Okay but then would you put Michael Phelps in his own category for having:

  • The torso of a 6'8 man and the legs of a 6'0 man, giving him a disproportionately large chest and less leg drag in the water
  • A wingspan that's longer than his own height (his arms stretch to 6'7!), something so freakish and concerning that he thought he might have a disease at one point in his life
  • Double-jointed elbows, chest and feet that are basically flippers because of how much he can bend them

Or do you just accept that some people are extraordinary and that a Usain Bolt, Michael Phelps or [insert female athlete with unusual physical characteristics] can come along once a generation and dominate a sport because they were born to do so?

[-] Piatro@programming.dev 27 points 1 month ago

Also chromosome tests aren't a foolproof indication of sex anyway. People can have one set or another while still having the properties associated with the other sex, so it doesn't really work as a definitive measure.
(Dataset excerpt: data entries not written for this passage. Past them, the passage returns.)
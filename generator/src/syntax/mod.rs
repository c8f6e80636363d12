//! TypeScript type expressions
//!
//! [`TypeExpr`] is the tree the analyzer walks. Expressions come from two places:
//! text parsed with [`TypeExpr::parse`] (declaration bodies, generic constraints)
//! and XLR nodes converted with `TypeExpr::from(&NodeType)`.
//!
//! `Display` renders the canonical TypeScript text of an expression. That text is
//! what the analyzer reports as `typeAsString` and what the transformer emits for
//! raw (constraint) positions.

mod declarations;
mod from_xlr;
mod generics;
mod parser;

use std::fmt;
use std::str::FromStr;

pub use declarations::{Declaration, Declarations};
pub use generics::{
    GenericContext, GenericParam, bind_generics, parse_generic_params, split_once_top_level,
    split_top_level,
};
use itertools::Itertools;
use serde_json::{Number, Value};
use strum::{AsRefStr, Display, EnumIter, EnumString};

use crate::error::{Error, Result};

/// Keyword types
#[derive(Debug, Clone, Copy, PartialEq, Eq, Hash, Display, AsRefStr, EnumString, EnumIter)]
#[strum(serialize_all = "lowercase")]
pub enum Keyword {
    /// `string`
    String,
    /// `number`
    Number,
    /// `boolean`
    Boolean,
    /// `null`
    Null,
    /// `undefined`
    Undefined,
    /// `any`
    Any,
    /// `unknown`
    Unknown,
    /// `never`
    Never,
    /// `void`
    Void,
    /// `object`
    Object,
}

/// Literal types
#[derive(Debug, Clone, PartialEq, Eq)]
pub enum Literal {
    /// `"text"`
    String(String),
    /// `42`, `-1`, `1.5`
    Number(Number),
    /// `true` / `false`
    Boolean(bool),
}

impl Literal {
    /// Keyword type the literal belongs to
    pub const fn keyword(&self) -> Keyword {
        match self {
            Self::String(_) => Keyword::String,
            Self::Number(_) => Keyword::Number,
            Self::Boolean(_) => Keyword::Boolean,
        }
    }

    /// The literal as a JSON value
    pub fn to_value(&self) -> Value {
        match self {
            Self::String(text) => Value::String(text.clone()),
            Self::Number(number) => Value::Number(number.clone()),
            Self::Boolean(flag) => Value::Bool(*flag),
        }
    }

    /// Literal for a JSON scalar, `None` for arrays, objects and null
    pub fn from_value(value: &Value) -> Option<Self> {
        match value {
            Value::String(text) => Some(Self::String(text.clone())),
            Value::Number(number) => Some(Self::Number(number.clone())),
            Value::Bool(flag) => Some(Self::Boolean(*flag)),
            _ => None,
        }
    }
}

impl fmt::Display for Literal {
    fn fmt(&self, f: &mut fmt::Formatter<'_>) -> fmt::Result {
        match self {
            Self::String(text) => {
                let quoted = serde_json::to_string(text).map_err(|_| fmt::Error)?;
                f.write_str(&quoted)
            },
            Self::Number(number) => write!(f, "{number}"),
            Self::Boolean(flag) => write!(f, "{flag}"),
        }
    }
}

/// Positional member of a tuple
#[derive(Debug, Clone, PartialEq, Eq)]
pub struct TupleElement {
    /// Label of a named member
    pub name:     Option<String>,
    /// Member type
    pub ty:       TypeExpr,
    /// `?` member
    pub optional: bool,
}

/// Member of an object literal type
#[derive(Debug, Clone, PartialEq, Eq)]
pub struct PropertySignature {
    /// Property name
    pub name:     String,
    /// Property type
    pub ty:       TypeExpr,
    /// `?` property
    pub optional: bool,
}

/// Reference to a named type: `Ns.Name<Args>["property"]`
#[derive(Debug, Clone, PartialEq, Eq)]
pub struct TypeReference {
    /// Possibly dotted type name
    pub name:     String,
    /// Generic arguments
    pub args:     Vec<TypeExpr>,
    /// Indexed access
    pub property: Option<String>,
}

impl TypeReference {
    /// Reference with generic arguments
    pub fn new(name: impl Into<String>, args: Vec<TypeExpr>) -> Self {
        Self {
            name: name.into(),
            args,
            property: None,
        }
    }
}

/// Parameter of a function type
#[derive(Debug, Clone, PartialEq, Eq)]
pub struct FunctionParam {
    /// Parameter name
    pub name:     String,
    /// Parameter type
    pub ty:       TypeExpr,
    /// `?` parameter
    pub optional: bool,
}

/// `(params) => returns`
#[derive(Debug, Clone, PartialEq, Eq)]
pub struct FunctionSignature {
    /// Parameters
    pub params:  Vec<FunctionParam>,
    /// Return type
    pub returns: Box<TypeExpr>,
}

/// `check extends extends ? then : otherwise`
#[derive(Debug, Clone, PartialEq, Eq)]
pub struct ConditionalExpr {
    /// Checked type
    pub check:     Box<TypeExpr>,
    /// Type it is checked against
    pub extends:   Box<TypeExpr>,
    /// Result when the check holds
    pub then:      Box<TypeExpr>,
    /// Result otherwise
    pub otherwise: Box<TypeExpr>,
}

/// A TypeScript type expression
#[derive(Debug, Clone, PartialEq, Eq)]
pub enum TypeExpr {
    /// Keyword type
    Keyword(Keyword),
    /// Literal type
    Literal(Literal),
    /// `T[]`
    Array(Box<TypeExpr>),
    /// `[A, B?]`
    Tuple(Vec<TupleElement>),
    /// `A | B`
    Union(Vec<TypeExpr>),
    /// `A & B`
    Intersection(Vec<TypeExpr>),
    /// `{ a: A; b?: B }`
    Object(Vec<PropertySignature>),
    /// Named type reference
    Reference(TypeReference),
    /// Function type
    Function(FunctionSignature),
    /// Conditional type
    Conditional(ConditionalExpr),
}

impl TypeExpr {
    /// Parse TypeScript type-expression text
    pub fn parse(text: &str) -> Result<Self> { parser::parse(text) }

    /// Reference to a type without generic arguments
    pub fn reference(name: impl Into<String>) -> Self {
        Self::Reference(TypeReference::new(name, Vec::new()))
    }

    /// Union of `members`, collapsing the single-member case
    pub fn union_of(mut members: Vec<Self>) -> Self {
        match members.len() {
            0 => Self::Keyword(Keyword::Never),
            1 => members.remove(0),
            _ => Self::Union(members),
        }
    }

    /// Intersection of `members`, collapsing the single-member case
    pub fn intersection_of(mut members: Vec<Self>) -> Self {
        match members.len() {
            0 => Self::Keyword(Keyword::Unknown),
            1 => members.remove(0),
            _ => Self::Intersection(members),
        }
    }

    /// Replace references to bound generic symbols with their arguments
    #[must_use]
    pub fn substitute(&self, bindings: &GenericContext) -> Self {
        if bindings.is_empty() {
            return self.clone();
        }
        match self {
            Self::Keyword(_) | Self::Literal(_) => self.clone(),
            Self::Reference(reference)
                if reference.args.is_empty() && reference.property.is_none() =>
            {
                bindings
                    .get(&reference.name)
                    .cloned()
                    .unwrap_or_else(|| self.clone())
            },
            Self::Reference(reference) => Self::Reference(TypeReference {
                name:     reference.name.clone(),
                args:     reference
                    .args
                    .iter()
                    .map(|arg| arg.substitute(bindings))
                    .collect(),
                property: reference.property.clone(),
            }),
            Self::Array(inner) => Self::Array(Box::new(inner.substitute(bindings))),
            Self::Tuple(elements) => Self::Tuple(
                elements
                    .iter()
                    .map(|element| TupleElement {
                        name:     element.name.clone(),
                        ty:       element.ty.substitute(bindings),
                        optional: element.optional,
                    })
                    .collect(),
            ),
            Self::Union(members) => {
                Self::Union(members.iter().map(|m| m.substitute(bindings)).collect())
            },
            Self::Intersection(members) => {
                Self::Intersection(members.iter().map(|m| m.substitute(bindings)).collect())
            },
            Self::Object(properties) => Self::Object(
                properties
                    .iter()
                    .map(|property| PropertySignature {
                        name:     property.name.clone(),
                        ty:       property.ty.substitute(bindings),
                        optional: property.optional,
                    })
                    .collect(),
            ),
            Self::Function(signature) => Self::Function(FunctionSignature {
                params:  signature
                    .params
                    .iter()
                    .map(|param| FunctionParam {
                        name:     param.name.clone(),
                        ty:       param.ty.substitute(bindings),
                        optional: param.optional,
                    })
                    .collect(),
                returns: Box::new(signature.returns.substitute(bindings)),
            }),
            Self::Conditional(conditional) => Self::Conditional(ConditionalExpr {
                check:     Box::new(conditional.check.substitute(bindings)),
                extends:   Box::new(conditional.extends.substitute(bindings)),
                then:      Box::new(conditional.then.substitute(bindings)),
                otherwise: Box::new(conditional.otherwise.substitute(bindings)),
            }),
        }
    }

    /// Names of every type referenced anywhere in the expression, in visit order
    pub fn referenced_names(&self) -> Vec<&str> {
        let mut names = Vec::new();
        self.collect_references(&mut names);
        names
    }

    fn collect_references<'a>(&'a self, names: &mut Vec<&'a str>) {
        match self {
            Self::Keyword(_) | Self::Literal(_) => {},
            Self::Reference(reference) => {
                names.push(&reference.name);
                for arg in &reference.args {
                    arg.collect_references(names);
                }
            },
            Self::Array(inner) => inner.collect_references(names),
            Self::Tuple(elements) => {
                for element in elements {
                    element.ty.collect_references(names);
                }
            },
            Self::Union(members) | Self::Intersection(members) => {
                for member in members {
                    member.collect_references(names);
                }
            },
            Self::Object(properties) => {
                for property in properties {
                    property.ty.collect_references(names);
                }
            },
            Self::Function(signature) => {
                for param in &signature.params {
                    param.ty.collect_references(names);
                }
                signature.returns.collect_references(names);
            },
            Self::Conditional(conditional) => {
                conditional.check.collect_references(names);
                conditional.extends.collect_references(names);
                conditional.then.collect_references(names);
                conditional.otherwise.collect_references(names);
            },
        }
    }

    /// Binding strength when rendered, higher binds tighter
    const fn precedence(&self) -> u8 {
        match self {
            Self::Function(_) | Self::Conditional(_) => 0,
            Self::Union(_) => 1,
            Self::Intersection(_) => 2,
            _ => 3,
        }
    }
}

impl FromStr for TypeExpr {
    type Err = error_stack::Report<Error>;

    fn from_str(text: &str) -> Result<Self> { Self::parse(text) }
}

/// Renders an expression, parenthesized when it binds looser than `min`
struct Grouped<'a>(&'a TypeExpr, u8);

impl fmt::Display for Grouped<'_> {
    fn fmt(&self, f: &mut fmt::Formatter<'_>) -> fmt::Result {
        if self.0.precedence() < self.1 {
            write!(f, "({})", self.0)
        } else {
            write!(f, "{}", self.0)
        }
    }
}

pub(crate) fn is_identifier(name: &str) -> bool {
    let mut chars = name.chars();
    chars
        .next()
        .is_some_and(|c| c.is_alphabetic() || c == '_' || c == '$')
        && chars.all(|c| c.is_alphanumeric() || c == '_' || c == '$')
}

/// Property key as it must be written in TypeScript source
pub(crate) fn property_key(name: &str) -> String {
    if is_identifier(name) {
        name.to_string()
    } else {
        Literal::String(name.to_string()).to_string()
    }
}

impl fmt::Display for TupleElement {
    fn fmt(&self, f: &mut fmt::Formatter<'_>) -> fmt::Result {
        match (&self.name, self.optional) {
            (Some(name), true) => write!(f, "{name}?: {}", self.ty),
            (Some(name), false) => write!(f, "{name}: {}", self.ty),
            (None, true) => write!(f, "{}?", Grouped(&self.ty, 3)),
            (None, false) => write!(f, "{}", self.ty),
        }
    }
}

impl fmt::Display for TypeExpr {
    fn fmt(&self, f: &mut fmt::Formatter<'_>) -> fmt::Result {
        match self {
            Self::Keyword(keyword) => write!(f, "{keyword}"),
            Self::Literal(literal) => write!(f, "{literal}"),
            Self::Array(inner) => write!(f, "{}[]", Grouped(inner, 3)),
            Self::Tuple(elements) => write!(f, "[{}]", elements.iter().join(", ")),
            Self::Union(members) => {
                write!(f, "{}", members.iter().map(|m| Grouped(m, 1)).join(" | "))
            },
            Self::Intersection(members) => {
                write!(f, "{}", members.iter().map(|m| Grouped(m, 2)).join(" & "))
            },
            Self::Object(properties) if properties.is_empty() => f.write_str("{}"),
            Self::Object(properties) => {
                let members = properties
                    .iter()
                    .map(|property| {
                        let marker = if property.optional { "?" } else { "" };
                        format!("{}{marker}: {}", property_key(&property.name), property.ty)
                    })
                    .join("; ");
                write!(f, "{{ {members} }}")
            },
            Self::Reference(reference) => {
                f.write_str(&reference.name)?;
                if !reference.args.is_empty() {
                    write!(f, "<{}>", reference.args.iter().join(", "))?;
                }
                if let Some(property) = &reference.property {
                    write!(f, "[{}]", Literal::String(property.clone()))?;
                }
                Ok(())
            },
            Self::Function(signature) => {
                let params = signature
                    .params
                    .iter()
                    .map(|param| {
                        let marker = if param.optional { "?" } else { "" };
                        format!("{}{marker}: {}", param.name, param.ty)
                    })
                    .join(", ");
                write!(f, "({params}) => {}", signature.returns)
            },
            Self::Conditional(conditional) => write!(
                f,
                "{} extends {} ? {} : {}",
                Grouped(&conditional.check, 1),
                Grouped(&conditional.extends, 1),
                conditional.then,
                conditional.otherwise
            ),
        }
    }
}
//! Default value synthesis
//!
//! Builds the `defaults` record of a generated builder: the smallest value that
//! satisfies each required property, so `build()` produces a valid object even
//! when the caller sets nothing.
//!
//! | property type                       | default                               |
//! |-------------------------------------|---------------------------------------|
//! | `string`, template, `Expression`, `Binding` | `""`                          |
//! | `number`                            | `0`                                   |
//! | `boolean`                           | `false`                               |
//! | array, tuple                        | `[]`                                  |
//! | `null`                              | `null`                                |
//! | object, registered reference        | nested required defaults, `{}` at the depth limit |
//! | unregistered reference, record      | `{}`                                  |
//! | union                               | first non-null member with a default  |
//! | intersection                        | merged object defaults of the members |
//! | `undefined`, `any`, functions, ...  | omitted                               |
//!
//! Optional properties are never defaulted, and neither are slots: anything whose
//! type is listed in `skip_types` or is an `AssetWrapper`.

use player_xlr::constants::{ASSET, BINDING, EXPRESSION};
use player_xlr::guards::{is_asset_wrapper_ref, is_null_type, is_undefined_type};
use player_xlr::{NodeType, ObjectNode, RefNode, extract_base_name};
use serde_json::{Map, Value};
use tracing::trace;

use crate::config::DefaultValueConfig;
use crate::constants::{ID_PROPERTY, TYPE_PROPERTY};
use crate::registry::TypeRegistry;

/// Synthesizes default values for object types
#[derive(Debug, Clone)]
pub struct DefaultValueGenerator<'a> {
    config:   DefaultValueConfig,
    registry: Option<&'a TypeRegistry>,
}

impl Default for DefaultValueGenerator<'_> {
    fn default() -> Self { Self::new(DefaultValueConfig::default()) }
}

impl<'a> DefaultValueGenerator<'a> {
    /// Generator with no registry; every reference defaults to `{}`
    pub const fn new(config: DefaultValueConfig) -> Self {
        Self {
            config,
            registry: None,
        }
    }

    /// Resolve references through `registry`
    #[must_use]
    pub fn with_registry(self, registry: &'a TypeRegistry) -> Self {
        Self {
            registry: Some(registry),
            ..self
        }
    }

    /// Defaults for every required property of `object`
    ///
    /// `asset_type` seeds the `type` discriminator. Assets (objects extending
    /// `Asset...`) and objects with an `id` property get an empty `id`.
    pub fn generate_defaults(&self, object: &ObjectNode, asset_type: Option<&str>) -> Map<String, Value> {
        let mut defaults = Map::new();
        if let Some(asset_type) = asset_type {
            defaults.insert(TYPE_PROPERTY.to_string(), Value::String(asset_type.to_string()));
        }

        let extends_asset = object
            .extends
            .as_ref()
            .is_some_and(|base| base.reference.starts_with(ASSET));
        if extends_asset || object.properties.contains_key(ID_PROPERTY) {
            defaults
                .entry(ID_PROPERTY)
                .or_insert_with(|| Value::String(String::new()));
        }

        self.fill_required(object, &mut defaults, 0);
        defaults
    }

    /// Whether a property of this type is left for the caller to supply
    pub fn is_skipped(&self, node: &NodeType) -> bool {
        if is_asset_wrapper_ref(node) {
            return true;
        }
        match node {
            NodeType::Ref(reference) => {
                let base = extract_base_name(&reference.reference);
                self.config.skip_types.contains(base)
                    || self
                        .registry
                        .is_some_and(|registry| registry.extends_asset_wrapper(base))
            },
            NodeType::Object(object) => object
                .annotations
                .name
                .as_ref()
                .is_some_and(|name| self.config.skip_types.contains(name)),
            _ => false,
        }
    }

    fn fill_required(&self, object: &ObjectNode, defaults: &mut Map<String, Value>, depth: usize) {
        for (name, property) in &object.properties {
            if !property.required {
                continue;
            }
            if self.is_skipped(&property.node) {
                trace!(property = %name, "Skipping slot property");
                continue;
            }
            if let Some(value) = property.node.const_value() {
                defaults.insert(name.clone(), value.clone());
                continue;
            }
            if defaults.contains_key(name) {
                continue;
            }
            if let Some(value) = self.default_for(&property.node, depth) {
                defaults.insert(name.clone(), value);
            }
        }
    }

    /// Default for one type, `None` when the property should be omitted
    pub fn default_for(&self, node: &NodeType, depth: usize) -> Option<Value> {
        if let Some(value) = node.const_value() {
            return Some(value.clone());
        }
        match node {
            NodeType::String(_) | NodeType::Template(_) => Some(Value::String(String::new())),
            NodeType::Number(_) => Some(Value::from(0)),
            NodeType::Boolean(_) => Some(Value::Bool(false)),
            NodeType::Array(_) | NodeType::Tuple(_) => Some(Value::Array(Vec::new())),
            NodeType::Null(_) => Some(Value::Null),
            NodeType::Record(_) => Some(Value::Object(Map::new())),
            NodeType::Object(object) => Some(self.object_default(object, depth)),
            NodeType::Ref(reference) => Some(self.reference_default(reference, depth)),
            NodeType::Or(union) => union
                .members
                .iter()
                .filter(|member| !is_null_type(member) && !is_undefined_type(member))
                .find_map(|member| self.default_for(member, depth)),
            NodeType::And(intersection) => {
                let mut merged = Map::new();
                for member in &intersection.members {
                    if let Some(Value::Object(fields)) = self.default_for(member, depth) {
                        merged.extend(fields);
                    }
                }
                Some(Value::Object(merged))
            },
            NodeType::Undefined(_)
            | NodeType::Void(_)
            | NodeType::Any(_)
            | NodeType::Unknown(_)
            | NodeType::Never(_)
            | NodeType::Function(_)
            | NodeType::Conditional(_) => None,
        }
    }

    fn object_default(&self, object: &ObjectNode, depth: usize) -> Value {
        let mut fields = Map::new();
        if depth < self.config.max_depth {
            self.fill_required(object, &mut fields, depth + 1);
        }
        Value::Object(fields)
    }

    fn reference_default(&self, reference: &RefNode, depth: usize) -> Value {
        let base = extract_base_name(&reference.reference);
        if base == EXPRESSION || base == BINDING {
            return Value::String(String::new());
        }
        self.registry
            .and_then(|registry| registry.get(base))
            .map_or_else(|| Value::Object(Map::new()), |object| self.object_default(object, depth))
    }
}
The question is reasonable until you examine it and it's motives.

The question subtly suggests that if she had a Y chromosome then she has some biological advantage and therefore doesn't deserve the medal she earned. Does she actually have an advantage from the Y chromosome? Are we going to ensure through DNA testing that all competitors are going to be exactly equal by genetics? If so, we're going to have 8 clones of Usain Bolt competing for the 100m sprint. Michael Phelps arguably had a biological advantage by having hyper flexible shoulders, are we disqualifying those biological advantages? Of course not, so what do they actually mean when asking those questions about the chromosome? They don't have meaningful answers to the questions I raise, they just want to add fuel to the fires of the culture war for their own political means.

[-] Hexarei@programming.dev 20 points 1 month ago

This is a woman who has given birth

[-] SkyezOpen@lemmy.world 23 points 1 month ago

But the CHROMOSOMES MASON. WHAT DO THEY MEAN?

[-] ValueSubtracted@startrek.website 17 points 1 month ago

The short answer is that no such test has ever been produced, and the boxing association that claimed they had done one never revealed the precise results, or even which lab had supposedly done the test, and has since been decertified for corruption.